Mr Redwood, seen by many as a rather austere intellectual, may be regarded as the most unlikely "fun" candidate in the leadership campaign. But the extent of the Tory defeat, leaving the Tories with only 165 MPs to chose the new leader, has left Mr Redwood with little option but to widen his appeal from the Thatcherite right wing of the party.
He set out his new strategy by positioning himself more to the centre- right of his party, with a commitment to match Tony Blair's success in reviving his party's fortunes by consulting the grass roots. He also gave a pledge to listen more to the soundings from the 1922 Committee, which was decimated at the election.
Although he fought the general election on a personal pledge to reject the single European currency, Mr Redwood surprised a press conference at the Goring Hotel, near Westminster, by saying there was a lot he and the former Chancellor, Kenneth Clarke could agree on.
Rejecting a single-issue campaign, Mr Redwood said: "I don't want a factional party, obsessed by one issue ...
"I do want a broad appeal. I believe that the Conservative Party is a broad church. It must stay as a broad church. The great problem is we don't have enough worshippers at the moment. We have to find more worshippers. You don't do that on one issue or one theme."
He carefully avoided the mistake made in his 1995 challenge to John Major for the leadership of being surrounded by the "whipless" Euro-sceptics - including the now deposed Tony Marlow in his striped blazer and Teresa Gorman - although the Euro-sceptics, John Wilkinson and David Wilshire, were there. He will not get the backing of any former Cabinet minis-ters, and the test will be the number and quality of middle-ranking ex-ministers who come out in his support.
He had to settle for senior backbenchers, Andrew Hunter, the former chairman of the Tory backbench Northern Ireland committee, and Marion Roe, former minister and past chairman of the Commons select committee on health.

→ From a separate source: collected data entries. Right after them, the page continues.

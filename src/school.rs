use glam::DVec2;
use rand::Rng;
use serde::{Deserialize, Serialize};

use crate::config::SpawnParams;
use crate::fish::{Fish, FlockParams};

#[derive(Clone, Copy, Debug, PartialEq, Serialize, Deserialize)]
pub struct WorldBounds {
    pub w: f64,
    pub h: f64,
}

impl WorldBounds {
    pub fn contains(&self, pos: DVec2) -> bool {
        (0.0..=self.w).contains(&pos.x) && (0.0..=self.h).contains(&pos.y)
    }
}

/// The fish population plus the plane it swims on.
///
/// A fish's identity is its index in `fishes`.
#[derive(Clone, Debug)]
pub struct School {
    pub fishes: Vec<Fish>,
    pub bounds: WorldBounds,
}

impl School {
    pub fn empty(bounds: WorldBounds) -> Self {
        Self {
            fishes: Vec::new(),
            bounds,
        }
    }

    pub fn new_random_with_rng(
        num: usize,
        bounds: WorldBounds,
        params: FlockParams,
        spawn: &SpawnParams,
        rng: &mut impl Rng,
    ) -> Self {
        let mut fishes = Vec::with_capacity(num);

        for _ in 0..num {
            let x = rng.random_range(0.0..bounds.w);
            let y = rng.random_range(0.0..bounds.h);
            fishes.push(spawn_fish(DVec2::new(x, y), params, spawn, rng));
        }

        Self { fishes, bounds }
    }
}

/// A fish at `pos` with a random heading and a speed in `[min_speed, max_speed)`.
pub fn spawn_fish(
    pos: DVec2,
    params: FlockParams,
    spawn: &SpawnParams,
    rng: &mut impl Rng,
) -> Fish {
    let angle = rng.random_range(0.0..std::f64::consts::TAU);
    let speed = if spawn.max_speed > spawn.min_speed {
        rng.random_range(spawn.min_speed..spawn.max_speed)
    } else {
        spawn.min_speed
    };
    Fish::new(pos, DVec2::from_angle(angle) * speed, params)
}
use glam::DVec2;
use rand::Rng;
use serde::{Deserialize, Serialize};

use crate::error::SimError;
use crate::vector::normalize_or_random;

#[derive(Clone, Copy, Debug, PartialEq, Serialize, Deserialize)]
#[serde(tag = "kind", rename_all = "snake_case")]
pub enum Shape {
    Circle { radius: f64 },
    /// Axis-aligned, centered on the obstacle's center.
    Rectangle { width: f64, height: f64 },
}

/// A static rock the school steers around.
#[derive(Clone, Copy, Debug, PartialEq, Serialize, Deserialize)]
pub struct Obstacle {
    center: DVec2,
    shape: Shape,
}

impl Obstacle {
    pub fn circle(center: DVec2, radius: f64) -> Result<Self, SimError> {
        let obstacle = Self {
            center,
            shape: Shape::Circle { radius },
        };
        obstacle.validate()?;
        Ok(obstacle)
    }

    pub fn rectangle(center: DVec2, width: f64, height: f64) -> Result<Self, SimError> {
        let obstacle = Self {
            center,
            shape: Shape::Rectangle { width, height },
        };
        obstacle.validate()?;
        Ok(obstacle)
    }

    /// Square rectangle whose side is `2 * radius`.
    pub fn square(center: DVec2, radius: f64) -> Result<Self, SimError> {
        Self::rectangle(center, radius * 2.0, radius * 2.0)
    }

    pub fn center(&self) -> DVec2 {
        self.center
    }

    pub fn shape(&self) -> Shape {
        self.shape
    }

    pub(crate) fn validate(&self) -> Result<(), SimError> {
        if !self.center.is_finite() {
            return Err(SimError::InvalidConfig("obstacle center must be finite"));
        }
        match self.shape {
            Shape::Circle { radius } => {
                if !radius.is_finite() || radius < 0.0 {
                    return Err(SimError::InvalidConfig(
                        "obstacle radius must be finite and non-negative",
                    ));
                }
            }
            Shape::Rectangle { width, height } => {
                if !width.is_finite() || !height.is_finite() || width < 0.0 || height < 0.0 {
                    return Err(SimError::InvalidConfig(
                        "obstacle width/height must be finite and non-negative",
                    ));
                }
            }
        }
        Ok(())
    }

    /// Distance from `point` to the obstacle's surface, 0 when inside.
    pub fn distance_to_surface(&self, point: DVec2) -> f64 {
        match self.shape {
            Shape::Circle { radius } => (point.distance(self.center) - radius).max(0.0),
            Shape::Rectangle { width, height } => {
                let half = DVec2::new(width, height) * 0.5;
                let closest = point.clamp(self.center - half, self.center + half);
                point.distance(closest)
            }
        }
    }

    pub fn contains(&self, point: DVec2) -> bool {
        self.distance_to_surface(point) == 0.0
    }

    /// Unit vector pointing from the center toward `point`.
    ///
    /// A point sitting exactly on the center gets a uniformly random direction.
    pub fn direction_from_center(&self, point: DVec2, rng: &mut impl Rng) -> DVec2 {
        normalize_or_random(point - self.center, rng)
    }
}
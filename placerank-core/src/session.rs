//! The browser capability the finder drives, kept opaque so lookups can run
//! against a real WebDriver session or a scripted test double.

use anyhow::Result;
use async_trait::async_trait;
use url::Url;

use crate::types::ListEntry;

/// One exclusively-owned browser session over a search results page.
///
/// Every method is fallible; the finder decides which failures are
/// tolerated and which collapse the lookup into a not-found result.
#[async_trait]
pub trait ListingSession: Send {
    /// Load the results page.
    async fn navigate(&mut self, url: &Url) -> Result<()>;

    /// Click the first control matching `selector` whose text contains
    /// `label`. `Ok(false)` when no such control is present.
    async fn click_toggle_by_css(&mut self, selector: &str, label: &str) -> Result<bool>;

    /// Click an anchor located by its text content. `Ok(false)` when absent.
    async fn click_toggle_by_text(&mut self, label: &str) -> Result<bool>;

    /// Click into the page body so keyboard scrolling has focus.
    async fn focus_results(&mut self) -> Result<()>;

    /// Snapshot the currently-rendered list items in document order.
    async fn visible_entries(
        &mut self,
        item_selector: &str,
        ad_attribute: &str,
    ) -> Result<Vec<ListEntry>>;

    /// Jump to the bottom of the loaded content to trigger lazy loading.
    async fn scroll_to_end(&mut self) -> Result<()>;

    /// Tear down the browser session.
    async fn close(&mut self) -> Result<()>;
}
//! List-view normalization.
//!
//! Some result layouts open in a map-forward mode; scanning needs the list
//! rendering. Activation is an ordered chain of independent strategies, each
//! with its own success/failure outcome, rather than nested error
//! suppression. A strategy error falls through to the next strategy; when
//! every strategy misses we assume the page already shows the list, which is
//! normal for some layouts.

use tracing::debug;

use crate::session::ListingSession;
use crate::wait::WaitPolicy;

/// Candidate set for the list-view toggle control.
pub const LIST_TOGGLE_SELECTOR: &str = r#"a.AtjOO[role="button"]"#;
/// Localized label on the toggle ("list").
pub const LIST_TOGGLE_LABEL: &str = "목록";

#[derive(Debug, Clone, Copy, PartialEq, Eq)]
pub enum ListViewStrategy {
    /// CSS candidate set filtered by label text.
    CssToggle,
    /// Text-content lookup over anchors.
    TextLookup,
}

#[derive(Debug, Clone, Copy, PartialEq, Eq)]
pub enum ListViewOutcome {
    /// A toggle was found and clicked by the named strategy.
    Activated(ListViewStrategy),
    /// No toggle found; the page is taken to already be in list view.
    AssumedActive,
}

/// Try each strategy in order; best effort, never fails the lookup.
pub async fn activate_list_view<S: ListingSession + ?Sized>(
    session: &mut S,
    waits: &WaitPolicy,
) -> ListViewOutcome {
    for strategy in [ListViewStrategy::CssToggle, ListViewStrategy::TextLookup] {
        let attempt = match strategy {
            ListViewStrategy::CssToggle => {
                session
                    .click_toggle_by_css(LIST_TOGGLE_SELECTOR, LIST_TOGGLE_LABEL)
                    .await
            }
            ListViewStrategy::TextLookup => session.click_toggle_by_text(LIST_TOGGLE_LABEL).await,
        };
        match attempt {
            Ok(true) => {
                waits.after_list_toggle().await;
                return ListViewOutcome::Activated(strategy);
            }
            Ok(false) => {
                debug!(target: "placerank.listview", ?strategy, "list toggle not present")
            }
            Err(err) => {
                debug!(target: "placerank.listview", ?strategy, error = %err, "list toggle lookup failed")
            }
        }
    }
    ListViewOutcome::AssumedActive
}
//! WebDriver layer for the rank lookup.
//!
//! This crate provides the fantoccini-backed implementation of the
//! listing-session capability the core finder drives.
//!
//! - [`place_browser::driver::PlaceDriver`]: WebDriver client wrapper
//! - [`place_browser::session::PlaceSession`]: `ListingSession` over a live page
pub mod place_browser;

Promising to reveal more support later, Mr Redwood said: "We will be doing the dance of the seven veils. It is so much more exciting that way."
The National Health Service and improvements in education are high on Mr Redwood's campaign agenda. But he also sought to focus the Tories in Opposition to attack the Government over Europe, insisting Robin Cook should have reached a deal to protect the jobs of British fishermen before moving to sign the European social chapter.
The campaign is also likely to hear much of the Tory success in Wokingham in taking 19 council seats out of 26 while the Tory party was facing "carnage" across the rest of the country. Mr Redwood said it showed that with good local organisation the Tories could remain popular with the voters.
He admitted the party has a tall task in reducing the average age of its members from over 60 years.
He wants to revive the grass roots, but he is against constitutional reform in the party, which he said would risk plunging the Conservatives into a rancorous internal dispute of the sort that kept Labour in opposition throughout the 1980s.